*Supplied entries*
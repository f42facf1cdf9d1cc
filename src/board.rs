//! Board placement and client task status rules.
//!
//! Three actors drive changes. The owner may make any valid status
//! transition and any manual board move. An anonymous public approval link
//! may only settle a task that is under review. The system (rollover) never
//! changes status; it only demotes to `overdue`.

use serde::{Deserialize, Serialize};
use tracing::{debug, info};

use crate::db::now_ms;
use crate::error::{EngineError, EngineResult};
use crate::store::RecordStore;
use crate::types::{Board, ClientTask, ClientTaskStatus, Task};

impl ClientTaskStatus {
    /// Statuses reachable in one step.
    pub fn exits(&self) -> &'static [ClientTaskStatus] {
        use ClientTaskStatus::*;
        match self {
            Pending => &[InProgress],
            InProgress => &[UnderReview, Completed],
            UnderReview => &[Approved, Rejected, EditRequested],
            Approved => &[Posted, Completed],
            Rejected | EditRequested => &[InProgress],
            Posted | Completed => &[],
        }
    }

    pub fn is_valid_transition(&self, to: ClientTaskStatus) -> bool {
        self.exits().contains(&to)
    }

    /// Absorbing statuses have no exits.
    pub fn is_terminal(&self) -> bool {
        self.exits().is_empty()
    }

    /// Decisions a public approval link may record.
    pub fn is_review_decision(&self) -> bool {
        matches!(
            self,
            ClientTaskStatus::Approved | ClientTaskStatus::Rejected | ClientTaskStatus::EditRequested
        )
    }
}

/// Who is asking for a change.
#[derive(Debug, Clone, PartialEq, Eq, Serialize, Deserialize)]
#[serde(tag = "kind", rename_all = "snake_case")]
pub enum Actor {
    Owner { user_id: String },
    PublicLink { token: String },
    System,
}

/// What caused a board move.
#[derive(Debug, Clone, Copy, PartialEq, Eq)]
pub enum MoveTrigger {
    Rollover,
    UserCompletion,
    Manual,
}

/// Check that `trigger` may move a record from `from` to `to`.
///
/// `overdue` is entered only by rollover and `completed` only by user
/// completion; rollover itself can target nothing else.
pub fn check_board_move(from: Board, to: Board, trigger: MoveTrigger) -> EngineResult<()> {
    let allowed = match (to, trigger) {
        (Board::Overdue, MoveTrigger::Rollover) => from != Board::Overdue,
        (_, MoveTrigger::Rollover) => false,
        (Board::Completed, MoveTrigger::UserCompletion) => true,
        (Board::Overdue | Board::Completed, _) => false,
        (_, MoveTrigger::Manual) => true,
        (_, MoveTrigger::UserCompletion) => false,
    };
    if allowed {
        Ok(())
    } else {
        Err(EngineError::invalid_transition(from, to))
    }
}

fn require_owner(actor: &Actor, owner_id: &str) -> EngineResult<()> {
    match actor {
        Actor::Owner { user_id } if user_id == owner_id => Ok(()),
        Actor::Owner { .. } => Err(EngineError::forbidden("task belongs to another user")),
        Actor::PublicLink { .. } => Err(EngineError::forbidden(
            "public links may only review client tasks",
        )),
        Actor::System => Err(EngineError::forbidden(
            "system actor cannot change tasks directly",
        )),
    }
}

/// Mark a task done.
///
/// A daily-recurring task only raises its completion flag and stays on its
/// board so the next rollover can count it and reset it. Any other task moves
/// to `completed`. Completing a completed task is a no-op.
pub fn complete_task(store: &dyn RecordStore, actor: &Actor, task_id: &str) -> EngineResult<Task> {
    let task = store
        .get_task(task_id)?
        .ok_or_else(|| EngineError::not_found("task", task_id))?;
    require_owner(actor, &task.user_id)?;

    if task.is_completed {
        return Ok(task);
    }

    let board = if task.is_daily_recurring {
        task.current_board
    } else {
        check_board_move(task.current_board, Board::Completed, MoveTrigger::UserCompletion)?;
        Board::Completed
    };
    let updated = store.set_task_board(task_id, board, true, now_ms())?;
    info!(task_id, board = %board, "Task completed");
    Ok(updated)
}

/// Manually move a task to another board.
///
/// Moving a task off `completed` reopens it.
pub fn move_task_board(
    store: &dyn RecordStore,
    actor: &Actor,
    task_id: &str,
    to: Board,
) -> EngineResult<Task> {
    let task = store
        .get_task(task_id)?
        .ok_or_else(|| EngineError::not_found("task", task_id))?;
    require_owner(actor, &task.user_id)?;
    check_board_move(task.current_board, to, MoveTrigger::Manual)?;

    let completed = task.is_completed && task.current_board != Board::Completed;
    let updated = store.set_task_board(task_id, to, completed, now_ms())?;
    debug!(task_id, from = %task.current_board, to = %to, "Task moved");
    Ok(updated)
}

/// Move a client task to a new status on behalf of `actor`.
///
/// Reaching `posted` or `completed` marks the task done and moves it to the
/// `completed` board.
pub fn transition_client_task(
    store: &dyn RecordStore,
    actor: &Actor,
    client_task_id: &str,
    to: ClientTaskStatus,
) -> EngineResult<ClientTask> {
    let task = store
        .get_client_task(client_task_id)?
        .ok_or_else(|| EngineError::not_found("client task", client_task_id))?;
    let now = now_ms();

    match actor {
        Actor::PublicLink { token } => authorize_public_review(store, token, &task, to, now)?,
        other => require_owner(other, &task.user_id)?,
    }

    if !task.status.is_valid_transition(to) {
        return Err(EngineError::invalid_transition(task.status, to));
    }

    let (board, completed) = if to.is_done() {
        (Board::Completed, true)
    } else {
        (task.current_board, false)
    };
    let updated = store.set_client_task_status(client_task_id, to, board, completed, now)?;
    info!(
        client_task_id,
        from = %task.status,
        to = %to,
        "Client task status changed"
    );
    Ok(updated)
}

fn authorize_public_review(
    store: &dyn RecordStore,
    token: &str,
    task: &ClientTask,
    to: ClientTaskStatus,
    now: i64,
) -> EngineResult<()> {
    let link = store
        .get_approval_link(token)?
        .ok_or_else(|| EngineError::forbidden("unknown approval link"))?;
    if link.is_expired(now) {
        return Err(EngineError::forbidden("approval link has expired"));
    }
    if link.client_id != task.client_id {
        return Err(EngineError::forbidden(
            "approval link does not cover this client",
        ));
    }
    if !task.public_approval_enabled {
        return Err(EngineError::forbidden(
            "public approval is not enabled for this task",
        ));
    }
    if task.status != ClientTaskStatus::UnderReview || !to.is_review_decision() {
        return Err(EngineError::forbidden(
            "public links may only approve, reject or request edits on tasks under review",
        ));
    }
    Ok(())
}

/// Record a client's review decision through a public approval link.
pub fn review_via_link(
    store: &dyn RecordStore,
    token: &str,
    client_task_id: &str,
    decision: ClientTaskStatus,
) -> EngineResult<ClientTask> {
    let actor = Actor::PublicLink {
        token: token.to_string(),
    };
    transition_client_task(store, &actor, client_task_id, decision)
}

*Problem description*
Print all of the entries exactly as they are written.

*Finished exercise*
repository f42facf1cdf9d1cc
filename src/board.rs
//! Board placement and client task status rules.
//!
//! Three actors drive changes. The owner may make any valid status
//! transition and any manual board move. An anonymous public approval link
//! may only settle a task that is under review. The system (rollover) never
//! changes status; it only demotes to `overdue`.

use serde::{Deserialize, Serialize};
use tracing::{debug, info};

use crate::db::now_ms;
use crate::error::{EngineError, EngineResult};
use crate::store::RecordStore;
use crate::types::{Board, ClientTask, ClientTaskStatus, Task};

impl ClientTaskStatus {
    /// Statuses reachable in one step.
    pub fn exits(&self) -> &'static [ClientTaskStatus] {
        use ClientTaskStatus::*;
        match self {
            Pending => &[InProgress],
            InProgress => &[UnderReview, Completed],
            UnderReview => &[Approved, Rejected, EditRequested],
            Approved => &[Posted, Completed],
            Rejected | EditRequested => &[InProgress],
            Posted | Completed => &[],
        }
    }

    pub fn is_valid_transition(&self, to: ClientTaskStatus) -> bool {
        self.exits().contains(&to)
    }

    /// Absorbing statuses have no exits.
    pub fn is_terminal(&self) -> bool {
        self.exits().is_empty()
    }

    /// Decisions a public approval link may record.
    pub fn is_review_decision(&self) -> bool {
        matches!(
            self,
            ClientTaskStatus::Approved | ClientTaskStatus::Rejected | ClientTaskStatus::EditRequested
        )
    }
}

/// Who is asking for a change.
#[derive(Debug, Clone, PartialEq, Eq, Serialize, Deserialize)]
#[serde(tag = "kind", rename_all = "snake_case")]
pub enum Actor {
    Owner { user_id: String },
    PublicLink { token: String },
    System,
}

/// What caused a board move.
#[derive(Debug, Clone, Copy, PartialEq, Eq)]
pub enum MoveTrigger {
    Rollover,
    UserCompletion,
    Manual,
}

/// Check that `trigger` may move a record from `from` to `to`.
///
/// `overdue` is entered only by rollover and `completed` only by user
/// completion; rollover itself can target nothing else.
pub fn check_board_move(from: Board, to: Board, trigger: MoveTrigger) -> EngineResult<()> {
    let allowed = match (to, trigger) {
        (Board::Overdue, MoveTrigger::Rollover) => from != Board::Overdue,
        (_, MoveTrigger::Rollover) => false,
        (Board::Completed, MoveTrigger::UserCompletion) => true,
        (Board::Overdue | Board::Completed, _) => false,
        (_, MoveTrigger::Manual) => true,
        (_, MoveTrigger::UserCompletion) => false,
    };
    if allowed {
        Ok(())
    } else {
        Err(EngineError::invalid_transition(from, to))
    }
}

fn require_owner(actor: &Actor, owner_id: &str) -> EngineResult<()> {
    match actor {
        Actor::Owner { user_id } if user_id == owner_id => Ok(()),
        Actor::Owner { .. } => Err(EngineError::forbidden("task belongs to another user")),
        Actor::PublicLink { .. } => Err(EngineError::forbidden(
            "public links may only review client tasks",
        )),
        Actor::System => Err(EngineError::forbidden(
            "system actor cannot change tasks directly",
        )),
    }
}

/// Mark a task done.
///
/// A daily-recurring task only raises its completion flag and stays on its
/// board so the next rollover can count it and reset it. Any other task moves
/// to `completed`. Completing a completed task is a no-op.
pub fn complete_task(store: &dyn RecordStore, actor: &Actor, task_id: &str) -> EngineResult<Task> {
    let task = store
        .get_task(task_id)?
        .ok_or_else(|| EngineError::not_found("task", task_id))?;
    require_owner(actor, &task.user_id)?;

    if task.is_completed {
        return Ok(task);
    }

    let board = if task.is_daily_recurring {
        task.current_board
    } else {
        check_board_move(task.current_board, Board::Completed, MoveTrigger::UserCompletion)?;
        Board::Completed
    };
    let updated = store.set_task_board(task_id, board, true, now_ms())?;
    info!(task_id, board = %board, "Task completed");
    Ok(updated)
}

/// Manually move a task to another board.
///
/// Moving a task off `completed` reopens it.
pub fn move_task_board(
    store: &dyn RecordStore,
    actor: &Actor,
    task_id: &str,
    to: Board,
) -> EngineResult<Task> {
    let task = store
        .get_task(task_id)?
        .ok_or_else(|| EngineError::not_found("task", task_id))?;
    require_owner(actor, &task.user_id)?;
    check_board_move(task.current_board, to, MoveTrigger::Manual)?;

    let completed = task.is_completed && task.current_board != Board::Completed;
    let updated = store.set_task_board(task_id, to, completed, now_ms())?;
    debug!(task_id, from = %task.current_board, to = %to, "Task moved");
    Ok(updated)
}

/// Move a client task to a new status on behalf of `actor`.
///
/// Reaching `posted` or `completed` marks the task done and moves it to the
/// `completed` board.
pub fn transition_client_task(
    store: &dyn RecordStore,
    actor: &Actor,
    client_task_id: &str,
    to: ClientTaskStatus,
) -> EngineResult<ClientTask> {
    let task = store
        .get_client_task(client_task_id)?
        .ok_or_else(|| EngineError::not_found("client task", client_task_id))?;
    let now = now_ms();

    match actor {
        Actor::PublicLink { token } => authorize_public_review(store, token, &task, to, now)?,
        other => require_owner(other, &task.user_id)?,
    }

    if !task.status.is_valid_transition(to) {
        return Err(EngineError::invalid_transition(task.status, to));
    }

    let (board, completed) = if to.is_done() {
        (Board::Completed, true)
    } else {
        (task.current_board, false)
    };
    let updated = store.set_client_task_status(client_task_id, to, board, completed, now)?;
    info!(
        client_task_id,
        from = %task.status,
        to = %to,
        "Client task status changed"
    );
    Ok(updated)
}

fn authorize_public_review(
    store: &dyn RecordStore,
    token: &str,
    task: &ClientTask,
    to: ClientTaskStatus,
    now: i64,
) -> EngineResult<()> {
    let link = store
        .get_approval_link(token)?
        .ok_or_else(|| EngineError::forbidden("unknown approval link"))?;
    if link.is_expired(now) {
        return Err(EngineError::forbidden("approval link has expired"));
    }
    if link.client_id != task.client_id {
        return Err(EngineError::forbidden(
            "approval link does not cover this client",
        ));
    }
    if !task.public_approval_enabled {
        return Err(EngineError::forbidden(
            "public approval is not enabled for this task",
        ));
    }
    if task.status != ClientTaskStatus::UnderReview || !to.is_review_decision() {
        return Err(EngineError::forbidden(
            "public links may only approve, reject or request edits on tasks under review",
        ));
    }
    Ok(())
}

/// Record a client's review decision through a public approval link.
pub fn review_via_link(
    store: &dyn RecordStore,
    token: &str,
    client_task_id: &str,
    decision: ClientTaskStatus,
) -> EngineResult<ClientTask> {
    let actor = Actor::PublicLink {
        token: token.to_string(),
    };
    transition_client_task(store, &actor, client_task_id, decision)
}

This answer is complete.